2004’te İtalyanca, 2006’da da Almanca yayımlanan kitabında sadece bu devamlılığa dikkat çekmişti “Eine kurze Geschichte der Demokratie” (Demokrasinin Kısa Bir Tarihi) başlıklı kitabında. Münih’te bu cami çalışmalarında ilk adımlar atılırken, 1961 yılında, Londra’da “The New Germany and the Old Nazis” başlıklı kitabını yayımlayan Alman Yahudisi ve tarihçi Tete Harens Tetens, acı saptamalarda bulunmuştu, Canfora, bu görüşün tutarlılığını savunuyordu geçerken.
1933’de Almanya’dan kaçıp 1945 sonrasında ABD üniversitelerinde ders veren Tetens, şöyle diyordu kitabın bir yerinde: “Bonn Cumhuriyeti’nin siyasal yapısı incelenirse, gizli gizli ve sessizce hemen hemen her yerde nazilerin geri döndüğü sonucuna varmak zorunludur. Başbakanlık dairesinden daha alt düzeydeki hükümet dairelerine, oradan partilere ve eyalet meclislerine, poliste, okullarda ve basında hep eski naziler kilit konumlara yerleşmiştir.” Alman kamuoyu nazilerin elinde kurulan demokrasi saptamasına muhafazakâr tarihçileri üzerinden büyük tepki gösterdi. Canfora’nın bu kitabını, basması gereken büyük yayınevi basmadı, görece küçük bir sol yayınevi bu görevi üstlendi; kitap, epey bir satış da yaptı. Oysa Canfora, çok terbiyeli bir dille Ian Johnson ve Stefan Meining’in yazdıklarını önceden bildirmiş oluyordu sadece.
Johnson ve Meining, bu kitaplarıyla, sadece Alman veya Almanya’daki siyasal İslam tarihinin değil, kabul edelim ki, Türkiye’nin de oldukça karanlık bazı köşe ve bucaklarını açığa çıkarmış oluyor. Türk yayıncılığının ilgisizliğini belki biraz da bununla açıklamak mümkün.

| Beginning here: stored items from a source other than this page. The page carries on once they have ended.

//! Live preview output.
//!
//! Annotated previews are JPEG-encoded once and handed to a `DisplaySink`
//! together with a small per-frame summary. Encoding is skipped while the sink
//! has nobody watching.

use crate::core_modules::overlay::AnnotatedFrame;
use crate::core_modules::records::TrackingRecord;
use crate::error::Result;
use crate::worker::Worker;
use image::codecs::jpeg::JpegEncoder;
use serde::Serialize;
use serde_json::json;
use std::sync::Arc;
use std::sync::atomic::{AtomicU64, Ordering};

#[derive(Debug, Clone, PartialEq, Serialize)]
pub struct AnimalSummary {
    pub identity: u32,
    pub centroid_x: f32,
    pub centroid_y: f32,
    pub heading_rad: f32,
    pub has_eyes: bool,
    pub has_tail: bool,
}

#[derive(Debug, Clone, PartialEq, Default, Serialize)]
pub struct PreviewSummary {
    pub index: u64,
    pub timestamp_ns: i64,
    pub animals: Vec<AnimalSummary>,
}

impl PreviewSummary {
    pub fn from_record(record: &TrackingRecord) -> Self {
        Self {
            index: record.index,
            timestamp_ns: record.timestamp_ns,
            animals: record
                .animals
                .iter()
                .map(|a| AnimalSummary {
                    identity: a.identity,
                    centroid_x: a.centroid_px.0,
                    centroid_y: a.centroid_px.1,
                    heading_rad: a.heading.angle(),
                    has_eyes: a.eyes.is_some(),
                    has_tail: a.tail.is_some(),
                })
                .collect(),
        }
    }
}

/// One encoded preview.
#[derive(Debug, Clone)]
pub struct DisplayPacket {
    pub width: u32,
    pub height: u32,
    pub jpeg: Arc<[u8]>,
    pub summary: PreviewSummary,
}

/// Where previews go: a window, a web socket, a test capture.
pub trait DisplaySink: Send {
    fn publish(&mut self, packet: DisplayPacket) -> Result<()>;

    /// False when nobody is watching; the frame is then not encoded.
    fn wants_frames(&self) -> bool {
        true
    }
}

/// Counts packets and drops them.
#[derive(Debug, Clone, Default)]
pub struct NullDisplay {
    published: Arc<AtomicU64>,
}

impl NullDisplay {
    pub fn new() -> Self {
        Self::default()
    }

    /// Shared counter of published packets.
    pub fn counter(&self) -> Arc<AtomicU64> {
        self.published.clone()
    }
}

impl DisplaySink for NullDisplay {
    fn publish(&mut self, _packet: DisplayPacket) -> Result<()> {
        self.published.fetch_add(1, Ordering::Relaxed);
        Ok(())
    }
}

pub struct DisplayWorker {
    sink: Box<dyn DisplaySink>,
    quality: u8,
    published: u64,
    unwatched: u64,
    bytes: u64,
}

impl DisplayWorker {
    pub fn new(sink: Box<dyn DisplaySink>, jpeg_quality: u8) -> Self {
        Self {
            sink,
            quality: jpeg_quality.clamp(1, 100),
            published: 0,
            unwatched: 0,
            bytes: 0,
        }
    }
}

/// JPEG bytes of `image`.
pub fn encode_jpeg(image: &image::RgbImage, quality: u8) -> Result<Vec<u8>> {
    let mut out = Vec::with_capacity(image.as_raw().len() / 8);
    JpegEncoder::new_with_quality(&mut out, quality).encode_image(image)?;
    Ok(out)
}

impl Worker for DisplayWorker {
    type Input = AnnotatedFrame;
    type Output = ();

    fn name(&self) -> &str {
        "display"
    }

    fn work(&mut self, frame: Option<AnnotatedFrame>) -> Result<Option<()>> {
        let Some(frame) = frame else {
            return Ok(None);
        };
        if !self.sink.wants_frames() {
            self.unwatched += 1;
            return Ok(None);
        }
        let jpeg = encode_jpeg(&frame.image, self.quality)?;
        self.bytes += jpeg.len() as u64;
        self.sink.publish(DisplayPacket {
            width: frame.image.width(),
            height: frame.image.height(),
            jpeg: jpeg.into(),
            summary: PreviewSummary::from_record(&frame.record),
        })?;
        self.published += 1;
        Ok(None)
    }

    fn summary(&self) -> Option<serde_json::Value> {
        Some(json!({
            "published": self.published,
            "unwatched": self.unwatched,
            "mean_jpeg_bytes": if self.published > 0 { self.bytes / self.published } else { 0 },
        }))
    }
}

#[cfg(test)]
mod tests {
    use super::*;
    use crate::core_modules::records::{AnimalRecord, BoundingBox, Heading};
    use image::RgbImage;

    struct CapturingSink {
        watching: bool,
        packets: Arc<parking_lot::Mutex<Vec<DisplayPacket>>>,
    }

    impl DisplaySink for CapturingSink {
        fn publish(&mut self, packet: DisplayPacket) -> Result<()> {
            self.packets.lock().push(packet);
            Ok(())
        }

        fn wants_frames(&self) -> bool {
            self.watching
        }
    }

    fn capturing_sink(watching: bool) -> (CapturingSink, Arc<parking_lot::Mutex<Vec<DisplayPacket>>>) {
        let packets = Arc::new(parking_lot::Mutex::new(Vec::new()));
        (
            CapturingSink {
                watching,
                packets: packets.clone(),
            },
            packets,
        )
    }

    fn frame() -> AnnotatedFrame {
        AnnotatedFrame {
            record: TrackingRecord {
                index: 12,
                timestamp_ns: 120,
                animals: vec![AnimalRecord {
                    identity: 2,
                    bbox_px: BoundingBox::new(0, 0, 4, 4),
                    centroid_px: (2.0, 2.0),
                    heading: Heading::from_angle(std::f32::consts::FRAC_PI_2),
                    body: None,
                    eyes: None,
                    tail: None,
                }],
                image: None,
            },
            image: RgbImage::from_pixel(16, 8, image::Rgb([10, 200, 30])),
        }
    }

    #[test]
    fn publishes_decodable_jpeg_with_summary() {
        let (sink, packets) = capturing_sink(true);
        let mut worker = DisplayWorker::new(Box::new(sink), 90);
        worker.work(Some(frame())).unwrap();

        let packets = packets.lock();
        let packet = &packets[0];
        assert_eq!((packet.width, packet.height), (16, 8));
        let decoded = image::load_from_memory(&packet.jpeg).unwrap().to_rgb8();
        assert_eq!(decoded.dimensions(), (16, 8));
        assert_eq!(packet.summary.index, 12);
        assert_eq!(packet.summary.animals[0].identity, 2);
        approx::assert_abs_diff_eq!(
            packet.summary.animals[0].heading_rad,
            std::f32::consts::FRAC_PI_2,
            epsilon = 1e-5
        );
    }

    #[test]
    fn unwatched_sinks_skip_encoding() {
        let (sink, packets) = capturing_sink(false);
        let mut worker = DisplayWorker::new(Box::new(sink), 80);
        worker.work(Some(frame())).unwrap();
        assert!(packets.lock().is_empty());
        assert_eq!(worker.summary().unwrap()["unwatched"], 1);
    }

    #[test]
    fn null_display_counts() {
        let sink = NullDisplay::new();
        let counter = sink.counter();
        let mut worker = DisplayWorker::new(Box::new(sink), 80);
        worker.work(Some(frame())).unwrap();
        worker.work(None).unwrap();
        assert_eq!(counter.load(Ordering::Relaxed), 1);
    }
}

Şunu da eklemeden bitirmeyelim: Ian Johnson ve Stefan Meining’in kitapları akılda tutularak yapılacak yakın tarih okumaları, bütün bağlantıların bir gün Mehmet Ali Ağca’nın Papa suikastına ve Türk sağının bu işteki rolüne kadar uzanacağını rahatça görebilir. Böyle bir ilişki, kimseyi şaşırtmayacaktır.